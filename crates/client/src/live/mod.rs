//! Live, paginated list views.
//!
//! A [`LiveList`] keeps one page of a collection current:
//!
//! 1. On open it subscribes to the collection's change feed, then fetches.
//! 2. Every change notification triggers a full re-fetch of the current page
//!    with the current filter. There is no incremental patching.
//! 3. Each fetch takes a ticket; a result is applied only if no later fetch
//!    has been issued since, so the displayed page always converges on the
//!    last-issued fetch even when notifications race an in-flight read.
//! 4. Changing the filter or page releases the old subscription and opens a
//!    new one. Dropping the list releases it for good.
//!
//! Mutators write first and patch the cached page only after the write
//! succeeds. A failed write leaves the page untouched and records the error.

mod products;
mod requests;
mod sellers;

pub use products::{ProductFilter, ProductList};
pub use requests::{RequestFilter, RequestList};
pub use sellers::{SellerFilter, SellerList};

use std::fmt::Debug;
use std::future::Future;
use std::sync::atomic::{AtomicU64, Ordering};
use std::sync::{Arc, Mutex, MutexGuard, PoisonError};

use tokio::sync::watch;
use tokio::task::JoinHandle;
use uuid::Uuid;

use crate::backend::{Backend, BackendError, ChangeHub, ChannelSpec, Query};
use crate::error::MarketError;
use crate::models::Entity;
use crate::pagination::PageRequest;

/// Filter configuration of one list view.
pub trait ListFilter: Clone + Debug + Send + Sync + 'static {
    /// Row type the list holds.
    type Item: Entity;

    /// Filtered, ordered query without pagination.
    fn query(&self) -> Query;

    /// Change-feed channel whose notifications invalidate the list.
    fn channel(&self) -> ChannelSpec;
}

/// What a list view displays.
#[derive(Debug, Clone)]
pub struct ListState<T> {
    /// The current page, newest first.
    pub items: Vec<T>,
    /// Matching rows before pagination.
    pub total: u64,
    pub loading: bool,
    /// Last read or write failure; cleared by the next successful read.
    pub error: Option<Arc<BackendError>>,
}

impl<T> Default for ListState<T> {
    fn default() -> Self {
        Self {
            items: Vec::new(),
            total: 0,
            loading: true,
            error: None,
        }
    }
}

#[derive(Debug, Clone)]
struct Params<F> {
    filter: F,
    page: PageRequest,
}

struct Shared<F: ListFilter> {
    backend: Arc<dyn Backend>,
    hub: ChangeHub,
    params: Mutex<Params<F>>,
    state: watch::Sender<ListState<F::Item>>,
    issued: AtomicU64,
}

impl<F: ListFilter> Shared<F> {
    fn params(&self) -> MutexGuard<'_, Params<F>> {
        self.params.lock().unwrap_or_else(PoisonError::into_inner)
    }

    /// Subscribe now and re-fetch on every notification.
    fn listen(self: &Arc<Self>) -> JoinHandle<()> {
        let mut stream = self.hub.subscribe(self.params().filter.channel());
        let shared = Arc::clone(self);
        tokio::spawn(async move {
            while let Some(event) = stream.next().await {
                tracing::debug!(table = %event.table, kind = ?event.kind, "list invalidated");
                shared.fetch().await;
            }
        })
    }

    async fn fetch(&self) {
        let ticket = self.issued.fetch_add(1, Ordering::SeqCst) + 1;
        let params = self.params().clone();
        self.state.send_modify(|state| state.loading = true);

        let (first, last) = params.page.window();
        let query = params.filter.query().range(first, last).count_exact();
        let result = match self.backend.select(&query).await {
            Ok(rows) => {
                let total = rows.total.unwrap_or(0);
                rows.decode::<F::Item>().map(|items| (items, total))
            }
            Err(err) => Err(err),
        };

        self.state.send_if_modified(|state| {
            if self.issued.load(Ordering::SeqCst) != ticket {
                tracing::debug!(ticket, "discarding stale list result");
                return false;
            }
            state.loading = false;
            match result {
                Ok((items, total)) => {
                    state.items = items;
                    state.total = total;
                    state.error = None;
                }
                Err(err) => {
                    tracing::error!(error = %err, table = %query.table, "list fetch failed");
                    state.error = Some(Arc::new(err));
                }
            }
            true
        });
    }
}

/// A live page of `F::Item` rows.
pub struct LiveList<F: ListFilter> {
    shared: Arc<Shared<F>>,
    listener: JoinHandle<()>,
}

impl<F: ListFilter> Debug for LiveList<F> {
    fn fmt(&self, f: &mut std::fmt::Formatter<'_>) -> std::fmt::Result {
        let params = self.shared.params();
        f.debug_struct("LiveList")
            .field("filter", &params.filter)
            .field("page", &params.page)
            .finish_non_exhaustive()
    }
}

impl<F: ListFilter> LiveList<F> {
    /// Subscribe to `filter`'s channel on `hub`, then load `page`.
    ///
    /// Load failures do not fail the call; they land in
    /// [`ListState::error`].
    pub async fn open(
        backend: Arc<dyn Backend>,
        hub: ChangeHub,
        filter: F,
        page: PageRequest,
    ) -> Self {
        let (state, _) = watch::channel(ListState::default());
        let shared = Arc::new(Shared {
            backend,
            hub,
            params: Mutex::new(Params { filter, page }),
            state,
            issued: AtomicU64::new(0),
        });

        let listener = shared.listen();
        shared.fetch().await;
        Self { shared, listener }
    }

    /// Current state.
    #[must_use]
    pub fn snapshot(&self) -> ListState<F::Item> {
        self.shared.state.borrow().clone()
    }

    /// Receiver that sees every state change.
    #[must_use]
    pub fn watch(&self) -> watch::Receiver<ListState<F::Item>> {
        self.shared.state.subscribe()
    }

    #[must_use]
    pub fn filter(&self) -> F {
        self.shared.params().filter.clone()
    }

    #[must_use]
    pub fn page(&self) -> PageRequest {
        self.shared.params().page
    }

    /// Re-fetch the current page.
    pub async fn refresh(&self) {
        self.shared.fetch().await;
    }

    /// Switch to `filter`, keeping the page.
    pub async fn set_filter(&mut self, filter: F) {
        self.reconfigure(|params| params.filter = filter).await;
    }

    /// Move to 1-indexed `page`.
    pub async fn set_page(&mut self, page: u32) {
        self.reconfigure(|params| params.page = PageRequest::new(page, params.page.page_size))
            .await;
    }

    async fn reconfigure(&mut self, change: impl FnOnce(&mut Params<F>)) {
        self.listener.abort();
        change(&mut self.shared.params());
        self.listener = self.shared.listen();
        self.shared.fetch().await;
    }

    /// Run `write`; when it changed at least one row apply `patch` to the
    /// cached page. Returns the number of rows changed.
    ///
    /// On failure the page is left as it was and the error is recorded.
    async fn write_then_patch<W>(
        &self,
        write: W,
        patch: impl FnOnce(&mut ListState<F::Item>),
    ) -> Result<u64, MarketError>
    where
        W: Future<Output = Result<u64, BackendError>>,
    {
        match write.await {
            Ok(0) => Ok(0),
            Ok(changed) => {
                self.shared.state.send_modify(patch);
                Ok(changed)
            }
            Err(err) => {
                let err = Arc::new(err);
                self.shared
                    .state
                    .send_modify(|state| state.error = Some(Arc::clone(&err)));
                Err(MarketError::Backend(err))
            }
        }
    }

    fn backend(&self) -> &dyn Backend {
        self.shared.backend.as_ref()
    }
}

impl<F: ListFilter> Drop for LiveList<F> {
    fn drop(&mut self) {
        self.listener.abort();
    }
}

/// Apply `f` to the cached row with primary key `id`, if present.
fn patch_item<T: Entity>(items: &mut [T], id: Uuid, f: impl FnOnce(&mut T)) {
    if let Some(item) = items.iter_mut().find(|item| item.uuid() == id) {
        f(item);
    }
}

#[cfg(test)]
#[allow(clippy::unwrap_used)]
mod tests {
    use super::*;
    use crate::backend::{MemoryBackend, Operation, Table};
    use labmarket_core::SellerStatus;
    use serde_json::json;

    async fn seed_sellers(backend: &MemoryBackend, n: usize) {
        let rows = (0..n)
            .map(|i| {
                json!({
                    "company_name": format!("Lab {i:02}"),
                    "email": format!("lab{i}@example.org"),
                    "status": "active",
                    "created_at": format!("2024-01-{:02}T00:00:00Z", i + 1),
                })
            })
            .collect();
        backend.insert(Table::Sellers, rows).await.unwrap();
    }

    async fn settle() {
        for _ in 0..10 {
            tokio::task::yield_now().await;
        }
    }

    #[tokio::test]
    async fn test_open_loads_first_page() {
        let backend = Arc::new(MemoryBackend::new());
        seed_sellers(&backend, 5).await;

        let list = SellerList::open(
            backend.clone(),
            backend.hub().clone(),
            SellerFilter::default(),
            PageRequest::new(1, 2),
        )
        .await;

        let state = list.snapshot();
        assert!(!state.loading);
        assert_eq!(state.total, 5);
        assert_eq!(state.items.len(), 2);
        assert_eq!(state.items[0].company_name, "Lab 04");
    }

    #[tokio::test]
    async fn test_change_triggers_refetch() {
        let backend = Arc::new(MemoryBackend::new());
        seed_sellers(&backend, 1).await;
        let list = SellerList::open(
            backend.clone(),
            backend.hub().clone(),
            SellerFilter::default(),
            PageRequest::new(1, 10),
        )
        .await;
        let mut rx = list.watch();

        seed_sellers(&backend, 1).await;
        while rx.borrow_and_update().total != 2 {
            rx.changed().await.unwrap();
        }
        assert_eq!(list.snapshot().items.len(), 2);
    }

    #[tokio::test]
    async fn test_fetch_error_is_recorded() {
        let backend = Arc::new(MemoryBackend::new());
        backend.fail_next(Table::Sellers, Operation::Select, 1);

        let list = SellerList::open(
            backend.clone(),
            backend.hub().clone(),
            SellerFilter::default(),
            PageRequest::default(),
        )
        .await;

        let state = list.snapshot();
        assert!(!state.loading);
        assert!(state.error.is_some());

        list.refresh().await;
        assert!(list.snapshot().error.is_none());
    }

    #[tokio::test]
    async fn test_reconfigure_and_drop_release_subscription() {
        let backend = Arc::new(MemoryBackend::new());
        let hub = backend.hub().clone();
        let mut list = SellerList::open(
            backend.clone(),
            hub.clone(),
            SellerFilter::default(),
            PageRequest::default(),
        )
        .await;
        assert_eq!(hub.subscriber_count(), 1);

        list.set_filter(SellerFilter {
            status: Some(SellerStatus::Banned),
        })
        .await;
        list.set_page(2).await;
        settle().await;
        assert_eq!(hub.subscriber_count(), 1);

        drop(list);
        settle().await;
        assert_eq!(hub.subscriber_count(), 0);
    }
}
==========
Using the records above, copy all lines that include the word "loading".

**RESULT OF THE EXERCISE:**
    pub loading: bool,
            loading: true,
        self.state.send_modify(|state| state.loading = true);
            state.loading = false;
        assert!(!state.loading);
        assert!(!state.loading);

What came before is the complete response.